See [`datasets/README.md`](datasets/README.md) for the schema, source labelling, and ethical considerations. The dataset is MIT-licensed; please ensure contributions carry compatible rights.

## Adding an adapter

```python
# src/raucle_bench/adapters/my_tool.py
from raucle_bench.adapter import Prediction

class MyToolAdapter:
    name = "my-tool-v1"
    version = "0.1.0"

    def setup(self) -> None:
        self._scanner = my_tool.Scanner()

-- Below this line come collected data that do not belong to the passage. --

//! Metadata registry coordinating the metadata store with the blob store.

use std::sync::Arc;
use std::time::Duration;

use bytes::Bytes;
use imgrepo_model::{DEFAULT_PAGE_SIZE, Image, ImageID, ImageRecord, NewImage};
use tracing::{error, info, warn};

use crate::deadline::with_deadline;
use crate::error::{RepoError, Result, ResultExt};
use crate::ports::{BlobStore, ImageMetadataRepository};

#[derive(Debug, Clone)]
pub struct RegistryOptions {
    /// Deadline for each metadata store call. Blob transfers are unbounded.
    pub operation_timeout: Duration,
    pub default_page_size: u32,
    pub max_page_size: u32,
    /// Delete the metadata record again when the blob write fails.
    pub compensate_failed_uploads: bool,
}

impl Default for RegistryOptions {
    fn default() -> Self {
        Self {
            operation_timeout: Duration::from_secs(5),
            default_page_size: DEFAULT_PAGE_SIZE,
            max_page_size: 100,
            compensate_failed_uploads: true,
        }
    }
}

#[derive(Clone)]
pub struct ImageRegistry {
    images: Arc<dyn ImageMetadataRepository>,
    blobs: Arc<dyn BlobStore>,
    options: RegistryOptions,
}

impl std::fmt::Debug for ImageRegistry {
    fn fmt(&self, f: &mut std::fmt::Formatter<'_>) -> std::fmt::Result {
        f.debug_struct("ImageRegistry")
            .field("options", &self.options)
            .finish_non_exhaustive()
    }
}

impl ImageRegistry {
    pub fn new(
        images: Arc<dyn ImageMetadataRepository>,
        blobs: Arc<dyn BlobStore>,
        options: RegistryOptions,
    ) -> Self {
        Self {
            images,
            blobs,
            options,
        }
    }

    pub fn options(&self) -> &RegistryOptions {
        &self.options
    }

    /// Insert metadata under a fresh id, then store the payload.
    ///
    /// Metadata is written first. When the blob write fails the record is
    /// deleted again if compensation is enabled; if that delete fails too
    /// the record stays behind and will fail later downloads with
    /// `Storage`.
    pub async fn upload(&self, image: NewImage, data: Bytes) -> Result<ImageID> {
        if image.name.trim().is_empty() {
            return Err(RepoError::Validation("image name must not be empty".into()));
        }
        if image.owner.trim().is_empty() {
            return Err(RepoError::Validation("image owner must not be empty".into()));
        }

        let id = ImageID::new();
        let record = image.into_record(id);
        let size = data.len();

        with_deadline(
            self.options.operation_timeout,
            "insert image metadata",
            self.images.insert(&record),
        )
        .await
        .context("upload")?;

        if let Err(err) = self.blobs.put(id, data).await {
            error!(image_id = %id, error = %err, "blob write failed after metadata insert");
            if self.options.compensate_failed_uploads {
                self.compensate(id).await;
            }
            return Err(err.context(format!("upload {id}")));
        }

        info!(
            image_id = %id,
            owner = %record.owner,
            visibility = %record.visibility,
            bytes = size,
            "image uploaded"
        );
        Ok(id)
    }

    async fn compensate(&self, id: ImageID) {
        let removed = with_deadline(
            self.options.operation_timeout,
            "delete orphaned metadata",
            self.images.delete(id),
        )
        .await;
        match removed {
            Ok(_) => info!(image_id = %id, "removed metadata for failed upload"),
            Err(err) => warn!(
                image_id = %id,
                error = %err,
                "metadata for failed upload left in place"
            ),
        }
    }

    /// Fetch a record and its payload if `requester` may see it.
    pub async fn download(&self, requester: &str, id: ImageID) -> Result<Image> {
        let record = with_deadline(
            self.options.operation_timeout,
            "find image metadata",
            self.images.find(id),
        )
        .await
        .context("download")?
        .ok_or_else(|| RepoError::NotFound(format!("image {id}")))?;

        if !record.is_visible_to(requester) {
            warn!(image_id = %id, requester, "download denied");
            return Err(RepoError::Authorization(format!(
                "image {id} is private to its owner"
            )));
        }

        let data = self.blobs.get(id).await.map_err(|err| {
            error!(image_id = %id, error = %err, "blob missing for existing metadata");
            // The record exists, so a missing blob is a storage fault.
            let err = match err {
                RepoError::NotFound(msg) => RepoError::Storage(msg),
                other => other,
            };
            err.context(format!("download {id}"))
        })?;

        Ok(Image { record, data })
    }

    /// Records visible to `requester`, newest first, strictly older than
    /// `cursor`. A page size of zero selects the default; larger sizes are
    /// clamped.
    pub async fn list(
        &self,
        requester: &str,
        page_size: u32,
        cursor: Option<ImageID>,
    ) -> Result<Vec<ImageRecord>> {
        let limit = self.page_size(page_size);
        with_deadline(
            self.options.operation_timeout,
            "list images",
            self.images.list_visible(requester, cursor, limit),
        )
        .await
        .context("list")
    }

    fn page_size(&self, requested: u32) -> u32 {
        match requested {
            0 => self.options.default_page_size,
            n => n.min(self.options.max_page_size),
        }
    }
}

#[cfg(test)]
mod tests {
    use super::*;
    use crate::infra::memory::{InMemoryBlobStore, InMemoryImageRepository};

    fn registry() -> ImageRegistry {
        ImageRegistry::new(
            Arc::new(InMemoryImageRepository::default()),
            Arc::new(InMemoryBlobStore::default()),
            RegistryOptions {
                max_page_size: 5,
                ..RegistryOptions::default()
            },
        )
    }

    #[test]
    fn page_size_defaults_and_clamps() {
        let registry = registry();
        assert_eq!(registry.page_size(0), DEFAULT_PAGE_SIZE);
        assert_eq!(registry.page_size(3), 3);
        assert_eq!(registry.page_size(50), 5);
    }

    #[tokio::test]
    async fn rejects_nameless_uploads() {
        let err = registry()
            .upload(
                NewImage::new(" ", "alice", imgrepo_model::Visibility::Public),
                Bytes::new(),
            )
            .await
            .unwrap_err();
        assert!(matches!(err, RepoError::Validation(_)));
    }

    #[tokio::test]
    async fn unknown_id_is_not_found() {
        let err = registry().download("alice", ImageID::new()).await.unwrap_err();
        assert!(matches!(err, RepoError::NotFound(_)));
    }
}
//! Configuration for the imgrepo server.
//!
//! Values are composed from environment variables, an optional TOML file and
//! built-in defaults, in that order of precedence. A `.env` file is loaded
//! first when present.

pub mod constants;
pub mod loader;
pub mod models;
pub mod util;
pub mod validation;

pub use loader::{ConfigLoad, ConfigLoader, ConfigLoaderOptions, error::ConfigLoadError};
pub use models::sources::{EnvConfig, FileConfig};
pub use models::{
    AuthConfig, Config, ConfigMetadata, DatabaseConfig, RedisConfig,
    RepositoryConfig, ServerConfig, StorageBackend, StorageConfig,
};
pub use validation::{ConfigGuardRailError, ConfigWarning, ConfigWarnings};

    def teardown(self) -> None:
        self._scanner = None

    def predict(self, prompt: str) -> Prediction:
        result = self._scanner.scan(prompt)
        action = "BLOCK" if result.is_attack else "ALLOW"
        return Prediction(action=action, confidence=result.score)
```

Register it in `src/raucle_bench/cli.py` under `_register_optional_adapters()` so missing deps don't break the rest of the benchmark.

## Adding a prompt

1. Pick the right `datasets/<class>.jsonl` file.
2. Add a JSONL line with the next free ID in the sequence.
3. Run `raucle-bench --validate-only` to confirm the dataset still loads.
4. Open a PR with the `dataset` label.

See [`datasets/README.md`](datasets/README.md) for the schema.

## Weekly auto-run

`.github/workflows/weekly-run.yml` runs the full benchmark every Monday at 06:00 UTC and commits the results directly to `main`. The latest snapshot is at [`results/latest.json`](results/latest.json) and [`results/latest.html`](results/latest.html).

## Roadmap

- **v0.2**: dataset to 500+ prompts; LLM Guard, Vigil, Rebuff adapters; balanced-accuracy metric alongside F1.
- **v0.3**: dashboard at `bench.raucle.com` (Cloudflare Pages); time-series view of every adapter's score across weekly runs.
- **v0.4**: Llama Guard, NeMo Guardrails, Lakera (API key in repo secret) adapters.
- **v1.0**: 10k+ prompts; multimodal (image + audio); third-party submission process.

## Related

- [raucle-detect](https://github.com/craigamcw/raucle-detect) — the prompt injection detection engine being benchmarked.
- [Raucle Provenance Receipt v1](https://raucle.com/spec/provenance/v1) — the verifiable-AI standard from the same team.
- [Cryptographic Provenance for AI Workflows](https://raucle.com/blog/cryptographic-provenance-for-ai-workflows) — context on why we are publishing benchmarks as protocols rather than blog posts.

## License

MIT for both code and dataset. Contributions are welcomed under the same terms.